A Family Affair: Manuela interviewed

Manuela are wife and husband duo Manuela Gernedel and Nick McCarthy. We talk to the couple about their intimate and eccentric debut album, recorded following McCarthy's departure from Franz Ferdinand and in between raising their kids

Feature by Andrew Gordon | 16 Mar 2017

'Good things come from nowhere,' is a line that exemplifies the quiet but persistent optimism of Manuela, the new album and collaborative venture from London-based artist Manuela Gernedel and her husband, ex-Franz Ferdinand guitarist Nick McCarthy. The line comes from Invincible, a tribute to the couple’s young son, and it sums up Gernedel’s knack for finding emotional sustenance in the most innocuous details of everyday life. 'There are crumbs between your fingers and milk on your tongue,' she sings. 'There is grass and there is milk, and love, you’ve made me invincible.'

That Manuela’s debut should reflect on parenthood is unsurprising given that it was partly out of their becoming parents that the project came about. Last summer, Franz Ferdinand announced McCarthy’s decision to leave the band, citing his desire to spend more time at home with Gernedel and their children as his reason for calling it a day. A quiet life as a stay-at-home dad wasn’t exactly what he had in mind however.

Since then he and Gernedel have been hard at work on new material together at his own Sausage Studios, which he recently set up with longtime pal Sebastian Kellig. “That was like a teenage dream of mine,” he admits, “I always wanted to have a room full of instruments where you can just jump around and go off on one.” He, Gernedel and Kellig, who helped produce the record, all grew up in Bavaria and have known each other for some time, so in a sense Manuela’s been decades in the making. It certainly has some precedence in Box Codax, the band McCarthy and Gernedel formed with Alexander Ragnew after the pair moved to Glasgow so Gernedel could pursue painting at the Glasgow School of Art.

As the name suggests however, Gernedel is the chief creative force behind Manuela. McCarthy still handles most musical duties, like he did with Codax, but the project centres on her perspective. “We've got a bit of a weird way of writing,” Gernedel explains. “I don't actually play music so I just write text or lyrics and basically just try and sing them like melodies.” For inspiration, she turns to her everyday experiences, assembling thoughtful collages from stray thoughts and observations. “I’m trying to describe an atmosphere of going through just ordinary days,” she says.

Take Supermarket, which follows Gernedel on weekly trips to the shops. You’d struggle to imagine a more banal premise for a song, but her attentive telling reveals unexpected emotional depth in a chore we all take for granted. Gernedel says she wanted to be “quite realistic about there being loads of stuff and crap that you surround yourself with” while also paying heed to the notion of “consumerism as a sort of remedy.” Sure enough, the song has a kind of woozy ambience that seems to convey the hypnotic, almost soothing repetitiveness of grocery shopping, reflecting the way in which such routines both wear us down and can be strangely comforting.

This same kind of ambivalence shows up time and again on Manuela, but the overall mood is positive.

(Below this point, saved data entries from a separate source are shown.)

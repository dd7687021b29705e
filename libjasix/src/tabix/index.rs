use std::{
    collections::{BTreeMap, HashMap},
    fs::File,
    io::{BufReader, Read, Write},
    path::Path,
};

use super::{FORMAT_VCF, FORMAT_ZERO_BASED, TABIX_MAGIC};
use crate::{
    bgzf::{is_bgzf, BgzfReader, BgzfWriter},
    error::{Error, Result},
    utils::alternate_chromosome_name,
    virtual_position::VirtualPosition,
};

/// Virtual offset range `[begin, end)` holding records of one bin
#[derive(Debug, Clone, Copy, PartialEq, Eq, PartialOrd, Ord, Hash)]
pub struct Chunk
{
    pub begin: VirtualPosition,
    pub end: VirtualPosition,
}

impl Chunk
{
    pub const fn new(begin: u64, end: u64) -> Self
    {
        Chunk {
            begin: VirtualPosition::new(begin),
            end: VirtualPosition::new(end),
        }
    }
}

#[derive(Debug, Clone, PartialEq, Eq, Default)]
pub struct ReferenceSequence
{
    pub name: String,
    bins: BTreeMap<u32, Vec<Chunk>>,
    linear_index: Vec<u64>,
}

impl ReferenceSequence
{
    pub fn new<S: Into<String>>(name: S, bins: BTreeMap<u32, Vec<Chunk>>, linear_index: Vec<u64>) -> Self
    {
        ReferenceSequence {
            name: name.into(),
            bins,
            linear_index,
        }
    }

    /// Chunks of `bin`, `None` if the bin is absent or empty
    pub fn chunks(&self, bin: u32) -> Option<&[Chunk]>
    {
        self.bins
            .get(&bin)
            .map(|chunks| chunks.as_slice())
            .filter(|chunks| !chunks.is_empty())
    }

    pub fn has_bin(&self, bin: u32) -> bool
    {
        self.chunks(bin).is_some()
    }

    pub fn bins(&self) -> impl Iterator<Item = (u32, &[Chunk])>
    {
        self.bins.iter().map(|(bin, chunks)| (*bin, chunks.as_slice()))
    }

    pub fn linear_index(&self) -> &[u64]
    {
        &self.linear_index
    }

    /// First window of the linear index that holds data
    pub fn first_data_offset(&self) -> Option<u64>
    {
        self.linear_index.iter().copied().find(|offset| *offset != 0)
    }
}

#[derive(Debug, Clone, PartialEq, Eq)]
pub struct TabixIndex
{
    pub format: i32,
    /// 0-based column holding the sequence name
    pub sequence_column: usize,
    /// 0-based column holding the start position
    pub begin_column: usize,
    /// 0-based column holding the end position, if the format has one
    pub end_column: Option<usize>,
    pub comment_char: u8,
    pub skip_lines: i32,
    references: Vec<ReferenceSequence>,
    name_to_index: HashMap<String, usize>,
}

impl Default for TabixIndex
{
    fn default() -> Self
    {
        TabixIndex::new(Vec::new())
    }
}

fn read_i32<R: Read>(mut in_buf: &mut R) -> Result<i32>
{
    let bincode_config = bincode::config::standard().with_fixed_int_encoding();
    Ok(bincode::decode_from_std_read(&mut in_buf, bincode_config)?)
}

fn read_u64<R: Read>(mut in_buf: &mut R) -> Result<u64>
{
    let bincode_config = bincode::config::standard().with_fixed_int_encoding();
    Ok(bincode::decode_from_std_read(&mut in_buf, bincode_config)?)
}

fn read_count<R: Read>(in_buf: &mut R, what: &str) -> Result<usize>
{
    let count = read_i32(in_buf)?;
    usize::try_from(count).map_err(|_| Error::format(format!("negative {} count: {}", what, count)))
}

fn write_i32<W: Write>(mut out_buf: &mut W, value: i32) -> Result<()>
{
    let bincode_config = bincode::config::standard().with_fixed_int_encoding();
    bincode::encode_into_std_write(value, &mut out_buf, bincode_config)?;
    Ok(())
}

fn write_u64<W: Write>(mut out_buf: &mut W, value: u64) -> Result<()>
{
    let bincode_config = bincode::config::standard().with_fixed_int_encoding();
    bincode::encode_into_std_write(value, &mut out_buf, bincode_config)?;
    Ok(())
}

/// Caps preallocation for counts read from untrusted input
const MAX_PREALLOCATE: usize = 1 << 16;

fn read_reference<R: Read>(in_buf: &mut R, name: String) -> Result<ReferenceSequence>
{
    let bin_count = read_count(in_buf, "bin")?;
    let mut bins = BTreeMap::new();
    for _ in 0..bin_count {
        let bin = read_i32(in_buf)?;
        let bin = u32::try_from(bin).map_err(|_| Error::format(format!("negative bin id: {}", bin)))?;
        let chunk_count = read_count(in_buf, "chunk")?;
        let mut chunks = Vec::with_capacity(chunk_count.min(MAX_PREALLOCATE));
        for _ in 0..chunk_count {
            let begin = read_u64(in_buf)?;
            let end = read_u64(in_buf)?;
            chunks.push(Chunk::new(begin, end));
        }
        bins.insert(bin, chunks);
    }

    let linear_count = read_count(in_buf, "linear index")?;
    let mut linear_index = Vec::with_capacity(linear_count.min(MAX_PREALLOCATE));
    for _ in 0..linear_count {
        linear_index.push(read_u64(in_buf)?);
    }

    Ok(ReferenceSequence::new(name, bins, linear_index))
}

impl TabixIndex
{
    /// A VCF style index over `references`
    pub fn new(references: Vec<ReferenceSequence>) -> Self
    {
        let name_to_index = references
            .iter()
            .enumerate()
            .map(|(i, r)| (r.name.clone(), i))
            .collect();

        TabixIndex {
            format: FORMAT_VCF,
            sequence_column: 0,
            begin_column: 1,
            end_column: None,
            comment_char: b'#',
            skip_lines: 0,
            references,
            name_to_index,
        }
    }

    /// Parses an uncompressed index
    pub fn read<R: Read>(mut in_buf: R) -> Result<Self>
    {
        let in_buf = &mut in_buf;

        let mut magic = [0u8; 4];
        in_buf.read_exact(&mut magic)?;
        if magic != TABIX_MAGIC {
            return Err(Error::format(format!("invalid tabix magic: {:02x?}", magic)));
        }

        let reference_count = read_count(in_buf, "reference")?;
        let format = read_i32(in_buf)?;
        let sequence_column = read_i32(in_buf)?;
        let begin_column = read_i32(in_buf)?;
        let end_column = read_i32(in_buf)?;
        let comment_char = read_i32(in_buf)?;
        let skip_lines = read_i32(in_buf)?;

        let to_zero_based = |column: i32, what: &str| {
            usize::try_from(column - 1)
                .map_err(|_| Error::format(format!("invalid {} column: {}", what, column)))
        };
        let sequence_column = to_zero_based(sequence_column, "sequence")?;
        let begin_column = to_zero_based(begin_column, "begin")?;
        let end_column = if end_column > 0 {
            Some(to_zero_based(end_column, "end")?)
        } else {
            None
        };

        let names_len = read_count(in_buf, "name block")?;
        let mut names_block = Vec::with_capacity(names_len.min(MAX_PREALLOCATE));
        (&mut *in_buf).take(names_len as u64).read_to_end(&mut names_block)?;
        if names_block.len() != names_len {
            return Err(Error::format("truncated tabix sequence names"));
        }

        let names: Vec<String> = names_block
            .split(|b| *b == 0)
            .filter(|name| !name.is_empty())
            .map(|name| String::from_utf8_lossy(name).into_owned())
            .collect();

        if names.len() != reference_count {
            return Err(Error::format(format!(
                "tabix index lists {} references but names {}",
                reference_count,
                names.len()
            )));
        }

        let mut references = Vec::with_capacity(reference_count);
        for name in names {
            references.push(read_reference(in_buf, name)?);
        }

        log::debug!("Read tabix index with {} references", references.len());

        let mut index = TabixIndex::new(references);
        index.format = format;
        index.sequence_column = sequence_column;
        index.begin_column = begin_column;
        index.end_column = end_column;
        index.comment_char = comment_char as u8;
        index.skip_lines = skip_lines;
        Ok(index)
    }

    /// Parses a BGZF compressed index, the usual `.tbi` file
    pub fn from_bgzf<R: Read>(in_buf: R) -> Result<Self>
    {
        TabixIndex::read(BgzfReader::new(in_buf))
    }

    /// Opens a `.tbi` file, compressed or not
    pub fn from_path<P: AsRef<Path>>(path: P) -> Result<Self>
    {
        let mut bytes = Vec::new();
        BufReader::new(File::open(path.as_ref())?).read_to_end(&mut bytes)?;
        if is_bgzf(&bytes) {
            TabixIndex::from_bgzf(&bytes[..])
        } else {
            TabixIndex::read(&bytes[..])
        }
    }

    /// Serializes in the upstream layout, bins in ascending order
    pub fn write<W: Write>(&self, mut out_buf: W) -> Result<()>
    {
        let out_buf = &mut out_buf;
        out_buf.write_all(&TABIX_MAGIC)?;
        write_i32(out_buf, self.references.len() as i32)?;
        write_i32(out_buf, self.format)?;
        write_i32(out_buf, self.sequence_column as i32 + 1)?;
        write_i32(out_buf, self.begin_column as i32 + 1)?;
        write_i32(out_buf, self.end_column.map(|c| c as i32 + 1).unwrap_or(0))?;
        write_i32(out_buf, self.comment_char as i32)?;
        write_i32(out_buf, self.skip_lines)?;

        let mut names = Vec::new();
        for reference in &self.references {
            names.extend_from_slice(reference.name.as_bytes());
            names.push(0);
        }
        write_i32(out_buf, names.len() as i32)?;
        out_buf.write_all(&names)?;

        for reference in &self.references {
            write_i32(out_buf, reference.bins.len() as i32)?;
            for (bin, chunks) in &reference.bins {
                write_i32(out_buf, *bin as i32)?;
                write_i32(out_buf, chunks.len() as i32)?;
                for chunk in chunks {
                    write_u64(out_buf, chunk.begin.value())?;
                    write_u64(out_buf, chunk.end.value())?;
                }
            }
            write_i32(out_buf, reference.linear_index.len() as i32)?;
            for offset in &reference.linear_index {
                write_u64(out_buf, *offset)?;
            }
        }
        Ok(())
    }

    pub fn write_bgzf<W: Write>(&self, out_buf: W) -> Result<W>
    {
        let mut writer = BgzfWriter::new(out_buf);
        self.write(&mut writer)?;
        writer.finish()
    }

    pub fn references(&self) -> &[ReferenceSequence]
    {
        &self.references
    }

    /// Positions in the indexed file are 0-based
    pub fn is_zero_based(&self) -> bool
    {
        self.format & FORMAT_ZERO_BASED != 0
    }

    pub fn reference_index(&self, name: &str) -> Option<usize>
    {
        self.name_to_index.get(name).copied()
    }

    pub fn reference_sequence(&self, name: &str) -> Option<&ReferenceSequence>
    {
        self.reference_index(name).map(|i| &self.references[i])
    }

    /// Makes `alias` resolve to the same reference as `name`
    pub fn add_alias(&mut self, alias: &str, name: &str) -> Result<()>
    {
        let index = self
            .reference_index(name)
            .ok_or_else(|| Error::input(format!("unknown tabix reference: {}", name)))?;
        self.name_to_index.insert(alias.to_string(), index);
        Ok(())
    }

    /// Registers `chr1` for `1` and `1` for `chr1`, as well as `chrM` and
    /// `MT`, for every reference
    pub fn add_chr_prefix_aliases(&mut self)
    {
        for (i, reference) in self.references.iter().enumerate() {
            let alias = alternate_chromosome_name(&reference.name);
            self.name_to_index.entry(alias).or_insert(i);
        }
    }

    /// Every name, canonical or alias, that resolves to reference `index`
    pub fn names_for(&self, index: usize) -> Vec<&str>
    {
        self.name_to_index
            .iter()
            .filter(|(_, i)| **i == index)
            .map(|(name, _)| name.as_str())
            .collect()
    }
}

Where anxieties or complications do appear, they’re either worked out or simply acknowledged and accepted as a small part of the bigger picture. It all sounds very healthy, especially when you hear the pair singing about what is presumably their own relationship – like a kind of mock couple’s therapy. “It's a weird album,” McCarthy admits. “I sing songs with my wife about a break-up which is quite bizarre but [it] still feels optimistic and nice. It's something everyone thinks about but you don't actually say it. Just through song and dance!”

The two certainly have a unique dynamic, resulting in music that’s often as odd as it is moving. Nowhere is that more true than on Silent Dome, which finds Gernedel lying awake at night, coming to terms with the idea that she might be over the proverbial hill: 'The light on the floor it reminds me / That I’ve already had my best ideas,' she muses soberly to herself. But then the drums hit, and just as she transitions into a heart-on-sleeve chorus about love overcoming self-doubt, McCarthy drops the dopiest, most unabashedly tacky synth line that somehow makes the whole thing sound even more earnest and endearing.

“I think it's got something magical about it,” he agrees. “I quite like a cheesy line – a cheesy, quite straight ahead melody – [Manuela's] far [less] guarded but maybe doesn't show too much emotion in her music or in her art.” It’s hearing that tension play out in real time, he suggests, that makes it so effective. “I reckon it's the combination of our two personalities, the fight between us – or the love!”

That’s not to say Gernedel can’t be just as silly. Yes there’s Invincible, the candid and affectionate ode to motherhood mentioned above, but there’s also the opening line to Easy, in which she recounts the moment when it all began as such: 'You fell from my crotch with your eyes closed'. Ah, the miracle of childbirth!

Speaking of which, how do you go about recording an album when you’ve got tiny versions of yourself to keep an eye on? “You just have to organise yourself a little bit more than you used to, that's all it is really,” McCarthy explains. “And then [the kids] don't have to take centre stage all the time you know, it's totally fine. Anyway, they come round the studio all the time, I've got them soldering things and stuff, you know.”

Even without turning Sausage Studios into a makeshift nursery, it sounds like the recording booth was plenty busy during the making of Manuela. Also involved besides Kellig were Jim Dixon (“We used to live with him in Glasgow for ages and he's started playing with Django Django now”), ex-Veronica Falls singer and recent Night School signee Roxanne Clifford, and William Reese of the Mystery Jets (“One of those annoying people that can just play everything, you know, picks something up and makes it sound amazing”) – and those were just the musicians they’d planned to take part.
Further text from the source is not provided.